[Collected data entries]:
——————
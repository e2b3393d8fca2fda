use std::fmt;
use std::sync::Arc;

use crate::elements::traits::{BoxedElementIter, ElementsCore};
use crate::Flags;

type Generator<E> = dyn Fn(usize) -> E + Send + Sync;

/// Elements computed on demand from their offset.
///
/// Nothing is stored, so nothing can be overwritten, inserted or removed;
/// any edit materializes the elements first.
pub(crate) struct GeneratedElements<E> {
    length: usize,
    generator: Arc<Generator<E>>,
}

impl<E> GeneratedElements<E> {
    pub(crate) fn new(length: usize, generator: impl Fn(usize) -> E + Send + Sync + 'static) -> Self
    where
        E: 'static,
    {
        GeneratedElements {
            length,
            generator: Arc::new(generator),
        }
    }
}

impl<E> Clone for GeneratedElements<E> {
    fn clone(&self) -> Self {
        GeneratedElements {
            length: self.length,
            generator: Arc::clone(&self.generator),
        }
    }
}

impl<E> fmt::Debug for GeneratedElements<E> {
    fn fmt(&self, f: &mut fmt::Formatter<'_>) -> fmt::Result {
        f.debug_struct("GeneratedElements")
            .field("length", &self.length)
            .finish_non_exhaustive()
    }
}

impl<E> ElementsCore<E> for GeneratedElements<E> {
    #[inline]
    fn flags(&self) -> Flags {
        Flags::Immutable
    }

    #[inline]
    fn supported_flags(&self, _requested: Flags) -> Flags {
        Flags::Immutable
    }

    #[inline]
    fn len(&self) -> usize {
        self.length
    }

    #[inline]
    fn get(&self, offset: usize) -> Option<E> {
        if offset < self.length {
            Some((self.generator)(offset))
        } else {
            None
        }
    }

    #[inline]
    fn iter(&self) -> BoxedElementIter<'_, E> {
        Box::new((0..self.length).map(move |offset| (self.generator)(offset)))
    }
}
——————
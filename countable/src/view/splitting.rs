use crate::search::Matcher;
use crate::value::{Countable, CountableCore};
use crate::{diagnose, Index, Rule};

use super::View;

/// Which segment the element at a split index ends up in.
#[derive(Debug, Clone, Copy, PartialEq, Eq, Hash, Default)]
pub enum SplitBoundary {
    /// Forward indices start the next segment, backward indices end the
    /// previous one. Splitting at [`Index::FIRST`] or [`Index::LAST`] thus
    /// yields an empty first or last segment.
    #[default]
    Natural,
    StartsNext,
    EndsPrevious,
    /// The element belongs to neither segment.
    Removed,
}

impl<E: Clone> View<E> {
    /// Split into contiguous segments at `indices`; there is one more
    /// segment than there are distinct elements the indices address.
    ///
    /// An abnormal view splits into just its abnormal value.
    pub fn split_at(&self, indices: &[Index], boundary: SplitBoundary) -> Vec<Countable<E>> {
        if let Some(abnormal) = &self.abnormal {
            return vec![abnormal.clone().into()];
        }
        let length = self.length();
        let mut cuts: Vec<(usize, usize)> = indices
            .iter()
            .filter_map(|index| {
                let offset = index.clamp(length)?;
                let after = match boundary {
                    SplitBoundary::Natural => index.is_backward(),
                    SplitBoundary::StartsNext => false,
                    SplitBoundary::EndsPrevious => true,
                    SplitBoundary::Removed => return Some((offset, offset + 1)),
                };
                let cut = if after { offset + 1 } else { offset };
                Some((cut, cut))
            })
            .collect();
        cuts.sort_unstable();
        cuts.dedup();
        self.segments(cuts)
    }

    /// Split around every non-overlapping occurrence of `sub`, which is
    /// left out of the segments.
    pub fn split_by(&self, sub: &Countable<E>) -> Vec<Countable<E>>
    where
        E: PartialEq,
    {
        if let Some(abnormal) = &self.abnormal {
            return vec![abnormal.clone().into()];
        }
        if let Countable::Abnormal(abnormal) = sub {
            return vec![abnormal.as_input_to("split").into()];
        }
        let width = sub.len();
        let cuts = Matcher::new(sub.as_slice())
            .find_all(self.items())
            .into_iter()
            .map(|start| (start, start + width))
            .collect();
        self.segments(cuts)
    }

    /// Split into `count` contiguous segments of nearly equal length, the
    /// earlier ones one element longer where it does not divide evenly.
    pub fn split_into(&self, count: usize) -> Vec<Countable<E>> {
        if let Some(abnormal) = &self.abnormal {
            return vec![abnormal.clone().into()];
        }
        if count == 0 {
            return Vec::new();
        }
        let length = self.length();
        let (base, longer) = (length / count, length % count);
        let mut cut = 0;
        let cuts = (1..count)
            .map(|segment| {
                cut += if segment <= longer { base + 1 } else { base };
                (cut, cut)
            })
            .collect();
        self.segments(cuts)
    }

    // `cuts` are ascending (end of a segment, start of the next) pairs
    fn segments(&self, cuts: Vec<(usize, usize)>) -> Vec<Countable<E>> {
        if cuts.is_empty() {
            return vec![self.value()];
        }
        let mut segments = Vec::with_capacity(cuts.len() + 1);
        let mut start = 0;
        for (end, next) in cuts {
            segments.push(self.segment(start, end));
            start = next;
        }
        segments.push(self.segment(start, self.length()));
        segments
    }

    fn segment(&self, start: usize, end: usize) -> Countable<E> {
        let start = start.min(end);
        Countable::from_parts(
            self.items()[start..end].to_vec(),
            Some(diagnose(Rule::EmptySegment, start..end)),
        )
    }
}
——————
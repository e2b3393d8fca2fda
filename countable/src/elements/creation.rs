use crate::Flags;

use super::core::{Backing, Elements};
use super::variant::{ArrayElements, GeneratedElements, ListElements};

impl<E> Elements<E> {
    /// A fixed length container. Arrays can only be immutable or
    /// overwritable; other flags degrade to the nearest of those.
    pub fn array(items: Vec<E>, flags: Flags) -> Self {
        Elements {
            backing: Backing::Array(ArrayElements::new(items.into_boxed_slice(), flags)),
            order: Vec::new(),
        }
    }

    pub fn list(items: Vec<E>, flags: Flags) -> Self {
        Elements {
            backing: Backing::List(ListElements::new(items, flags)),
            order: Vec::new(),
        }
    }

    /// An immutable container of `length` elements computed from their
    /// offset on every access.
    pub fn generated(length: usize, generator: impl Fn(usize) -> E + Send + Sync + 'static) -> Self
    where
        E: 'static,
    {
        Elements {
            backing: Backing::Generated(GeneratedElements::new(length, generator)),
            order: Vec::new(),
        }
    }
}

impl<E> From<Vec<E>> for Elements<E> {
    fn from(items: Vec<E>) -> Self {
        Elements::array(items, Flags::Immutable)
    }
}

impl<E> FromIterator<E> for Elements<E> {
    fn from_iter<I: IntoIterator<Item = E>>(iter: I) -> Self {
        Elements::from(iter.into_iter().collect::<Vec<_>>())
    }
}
——————
[Work to be completed]:
Among the lines of the data, some contain the word "every". How many are there? Reply with the number alone.

[Written answer]:
2